Перед тем как пригласить в экспедицию нового сотрудника, Кэмпбелл Томпсон подвергал его определённым испытаниям. Одним из таких испытаний была прогулка сквозь грязь и болота, другим — поход в кино. Кэмпбелл Томпсон отличался неравнодушием к этому виду искусства. Агата прекрасно справилась с грязью, а меня Си Ти
[43] предупредил, что одного из моих предшественников отбраковали на этапе кино, так как тот делал глупые замечания. Я старательно молчал и создал себе репутацию человека благоразумного. Мне предстояло преодолеть более серьёзное препятствие — показать себя искусным наездником. Кэмпбелл Томпсон, к счастью, не стал меня экзаменовать до отъезда, но подчеркнул, что мне чрезвычайно важно усидеть в седле, потому что мой предшественник, Р. У. Хатчинсон, потерял свой авторитет среди рабочих, упав при них с лошади. Си Ти не мог себе позволить рисковать повторением подобного эпизода. До этого я ездил на лошади всего дважды, на приволье урских степей, и один раз лошадь убежала прямо вместе со мной. Тем не менее я уверил Кэмпбелла Томпсона, что прекрасно умею ездить и ни разу ещё не падал с лошади. Он остался доволен, а я обещал себе всё лето брать уроки верховой езды. Однако время прошло, а я так ничего и не сделал. В общем, я ждал Ниневии с некоторым беспокойством и надеялся как-нибудь выкрутиться. Ещё больше я встревожился, когда узнал, что Кэмпбелл Томпсон собирается купить мне лошадь на базаре в Мосуле. Будучи бережливым до крайности, он стремился купить самое дешёвое животное из возможных и нашёл за цену в три фунта небольшого пони. Его никто другой и трогать не хотел, потому что пони брыкался. Он достался мне.

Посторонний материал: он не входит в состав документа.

//! # Product Repository (Catalog Store)
//!
//! Database operations for products.
//!
//! ## Stock Decrement
//! ```text
//! ┌─────────────────────────────────────────────────────────────────────────┐
//! │              Compare-and-decrement in one statement                     │
//! │                                                                         │
//! │  UPDATE products                                                       │
//! │     SET stock = stock - :qty                                           │
//! │   WHERE id = :id AND is_active = 1 AND stock >= :qty                   │
//! │                                                                         │
//! │  rows_affected = 1  → reserved                                         │
//! │  rows_affected = 0  → re-read the row to report why:                   │
//! │                       missing / inactive / insufficient stock          │
//! │                                                                         │
//! │  Two orders racing for the last unit: SQLite serializes the writes,    │
//! │  the second UPDATE sees stock = 0 and matches nothing.                 │
//! └─────────────────────────────────────────────────────────────────────────┘
//! ```

use chrono::{DateTime, Utc};
use sqlx::{SqliteConnection, SqlitePool};
use tracing::{debug, info};
use uuid::Uuid;

use crate::error::{DbError, DbResult};
use shop_core::validation::{validate_price_cents, validate_product_name, validate_stock};
use shop_core::{CoreError, Product};

const PRODUCT_COLUMNS: &str =
    "id, sku, name, description, price_cents, stock, is_active, created_at, updated_at";

/// Fields an administrator supplies for a new or edited product.
#[derive(Debug, Clone)]
pub struct ProductInput {
    pub name: String,
    pub description: Option<String>,
    pub price_cents: i64,
    pub stock: i64,
}

impl ProductInput {
    fn validate(&self) -> DbResult<()> {
        validate_product_name(&self.name)?;
        validate_price_cents(self.price_cents)?;
        validate_stock(self.stock)?;
        Ok(())
    }

    fn description(&self) -> Option<String> {
        self.description
            .as_deref()
            .map(str::trim)
            .filter(|d| !d.is_empty())
            .map(str::to_string)
    }
}

/// Repository for product database operations.
#[derive(Debug, Clone)]
pub struct ProductRepository {
    pool: SqlitePool,
}

impl ProductRepository {
    pub fn new(pool: SqlitePool) -> Self {
        ProductRepository { pool }
    }

    /// Gets a product by ID, active or not.
    pub async fn get_by_id(&self, id: &str) -> DbResult<Option<Product>> {
        let mut conn = self.pool.acquire().await?;
        fetch_product(&mut conn, id).await
    }

    /// Whether the product exists and is active.
    pub async fn is_active(&self, id: &str) -> DbResult<bool> {
        let active: Option<bool> =
            sqlx::query_scalar("SELECT is_active FROM products WHERE id = ?1")
                .bind(id)
                .fetch_optional(&self.pool)
                .await?;

        Ok(active.unwrap_or(false))
    }

    /// Takes `quantity` units out of stock on its own.
    ///
    /// Order placement does not call this; it decrements inside its own
    /// transaction.
    pub async fn decrement_stock(&self, id: &str, quantity: i64) -> DbResult<Product> {
        let mut conn = self.pool.acquire().await?;
        decrement_stock_on(&mut conn, id, quantity, Utc::now()).await
    }

    /// Lists active products by name.
    pub async fn list_active(&self, limit: u32) -> DbResult<Vec<Product>> {
        let products = sqlx::query_as::<_, Product>(&format!(
            "SELECT {PRODUCT_COLUMNS} FROM products WHERE is_active = 1 ORDER BY name LIMIT ?1"
        ))
        .bind(limit)
        .fetch_all(&self.pool)
        .await?;

        Ok(products)
    }

    /// Counts all products, active or not.
    pub async fn count(&self) -> DbResult<i64> {
        let count: i64 = sqlx::query_scalar("SELECT COUNT(*) FROM products")
            .fetch_one(&self.pool)
            .await?;

        Ok(count)
    }

    /// Creates an active product with a generated SKU (`PROD-XXXXXXXX`).
    pub async fn insert(&self, input: &ProductInput) -> DbResult<Product> {
        input.validate()?;

        let now = Utc::now();
        let id = Uuid::new_v4();
        let product = Product {
            id: id.to_string(),
            sku: generate_sku(&id),
            name: input.name.trim().to_string(),
            description: input.description(),
            price_cents: input.price_cents,
            stock: input.stock,
            is_active: true,
            created_at: now,
            updated_at: now,
        };

        debug!(id = %product.id, sku = %product.sku, "Inserting product");

        sqlx::query(
            r#"
            INSERT INTO products (
                id, sku, name, description, price_cents, stock, is_active,
                created_at, updated_at
            ) VALUES (?1, ?2, ?3, ?4, ?5, ?6, ?7, ?8, ?9)
            "#,
        )
        .bind(&product.id)
        .bind(&product.sku)
        .bind(&product.name)
        .bind(&product.description)
        .bind(product.price_cents)
        .bind(product.stock)
        .bind(product.is_active)
        .bind(product.created_at)
        .bind(product.updated_at)
        .execute(&self.pool)
        .await?;

        info!(id = %product.id, sku = %product.sku, "Product created");
        Ok(product)
    }

    /// Replaces a product's editable fields.
    ///
    /// Existing order items keep their snapshot price and name.
    pub async fn update(&self, id: &str, input: &ProductInput) -> DbResult<Product> {
        input.validate()?;

        let product = sqlx::query_as::<_, Product>(&format!(
            r#"
            UPDATE products SET
                name = ?2,
                description = ?3,
                price_cents = ?4,
                stock = ?5,
                updated_at = ?6
            WHERE id = ?1
            RETURNING {PRODUCT_COLUMNS}
            "#
        ))
        .bind(id)
        .bind(input.name.trim())
        .bind(input.description())
        .bind(input.price_cents)
        .bind(input.stock)
        .bind(Utc::now())
        .fetch_optional(&self.pool)
        .await?
        .ok_or_else(|| CoreError::ProductNotFound(id.to_string()))?;

        info!(id = %product.id, "Product updated");
        Ok(product)
    }

    /// Soft-deletes a product. Idempotent.
    pub async fn deactivate(&self, id: &str) -> DbResult<Product> {
        let product = sqlx::query_as::<_, Product>(&format!(
            "UPDATE products SET is_active = 0, updated_at = ?2 WHERE id = ?1 RETURNING {PRODUCT_COLUMNS}"
        ))
        .bind(id)
        .bind(Utc::now())
        .fetch_optional(&self.pool)
        .await?
        .ok_or_else(|| CoreError::ProductNotFound(id.to_string()))?;

        info!(id = %product.id, "Product deactivated");
        Ok(product)
    }
}

/// Loads a product on an existing connection or transaction.
pub(crate) async fn fetch_product(
    conn: &mut SqliteConnection,
    id: &str,
) -> DbResult<Option<Product>> {
    let product = sqlx::query_as::<_, Product>(&format!(
        "SELECT {PRODUCT_COLUMNS} FROM products WHERE id = ?1"
    ))
    .bind(id)
    .fetch_optional(conn)
    .await?;

    Ok(product)
}

/// Atomically takes `quantity` units from an active product's stock.
///
/// Returns the product as it is after the decrement. When nothing matched,
/// the row is re-read to report `ProductNotFound`, `ProductInactive` or
/// `InsufficientStock`.
pub(crate) async fn decrement_stock_on(
    conn: &mut SqliteConnection,
    id: &str,
    quantity: i64,
    now: DateTime<Utc>,
) -> DbResult<Product> {
    if quantity <= 0 {
        return Err(shop_core::ValidationError::MustBePositive {
            field: "quantity".to_string(),
        }
        .into());
    }

    let updated = sqlx::query_as::<_, Product>(&format!(
        r#"
        UPDATE products
        SET stock = stock - ?2, updated_at = ?3
        WHERE id = ?1 AND is_active = 1 AND stock >= ?2
        RETURNING {PRODUCT_COLUMNS}
        "#
    ))
    .bind(id)
    .bind(quantity)
    .bind(now)
    .fetch_optional(&mut *conn)
    .await?;

    if let Some(product) = updated {
        debug!(product_id = %id, quantity, remaining = product.stock, "Stock decremented");
        return Ok(product);
    }

    let current = fetch_product(conn, id)
        .await?
        .ok_or_else(|| CoreError::ProductNotFound(id.to_string()))?;

    let err = if !current.is_active {
        CoreError::ProductInactive { name: current.name }
    } else {
        CoreError::InsufficientStock {
            sku: current.sku,
            available: current.stock,
            requested: quantity,
        }
    };

    Err(DbError::Domain(err))
}

/// `PROD-` followed by the first 8 hex digits of the id, uppercased.
fn generate_sku(id: &Uuid) -> String {
    let hex = id.simple().to_string();
    format!("PROD-{}", hex[..8].to_uppercase())
}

Почти каждое утро, сменяя друг друга, мы поднимались верхом на холм. К счастью, Кэмпбелл Томпсон не видел, как я садился в седло. Я цеплялся за лошадь, подобно Джону Гилпину
[44], и кое-как преодолевал щебёночную дорогу и крутые и ещё более скользкие подъёмы узкой тропы, ведущей на вершину холма, где меня по прибытии громко приветствовали рабочие. Лошадь пугалась такого приёма и немедленно становилась на дыбы. Ещё опаснее был обратный путь, когда лошади приходилось сползать вниз по скользкой тропе, но я как-то умудрялся усидеть, крепко держась за шею животного, особенно в те моменты, когда его заносило на щебёнке. К сожалению, единственный участок дороги, покрытый щебёнкой, находился между нами и холмом. Мало-помалу, полагаясь скорее на удачу, чем на умение, я стал увереннее. К концу сезона я уже получал удовольствие от верховой езды и обгонял Томпсона на равнине. Он сделал мне комплимент, сказав, что я езжу, как кентавр. Возможно, я на подсознательном уровне унаследовал кавалерийскую подготовку своего отца.